• Work task
Which lines of the material hold the word "mass"? Copy each one.
******
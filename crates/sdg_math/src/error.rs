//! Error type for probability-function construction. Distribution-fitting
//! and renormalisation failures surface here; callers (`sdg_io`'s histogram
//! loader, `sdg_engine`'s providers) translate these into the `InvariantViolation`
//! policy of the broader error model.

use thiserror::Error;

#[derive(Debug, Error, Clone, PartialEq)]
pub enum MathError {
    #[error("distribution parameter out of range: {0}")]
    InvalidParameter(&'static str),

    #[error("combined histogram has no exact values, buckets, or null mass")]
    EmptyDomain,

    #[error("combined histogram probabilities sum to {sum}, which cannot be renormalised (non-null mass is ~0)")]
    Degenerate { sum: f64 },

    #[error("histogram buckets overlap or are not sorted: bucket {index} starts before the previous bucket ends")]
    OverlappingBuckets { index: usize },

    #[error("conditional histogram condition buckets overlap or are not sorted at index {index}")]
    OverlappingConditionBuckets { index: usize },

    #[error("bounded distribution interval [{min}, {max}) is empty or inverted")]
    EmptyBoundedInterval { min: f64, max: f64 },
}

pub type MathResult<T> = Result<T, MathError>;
******
• Result
    #[error("combined histogram has no exact values, buckets, or null mass")]
    #[error("combined histogram probabilities sum to {sum}, which cannot be renormalised (non-null mass is ~0)")]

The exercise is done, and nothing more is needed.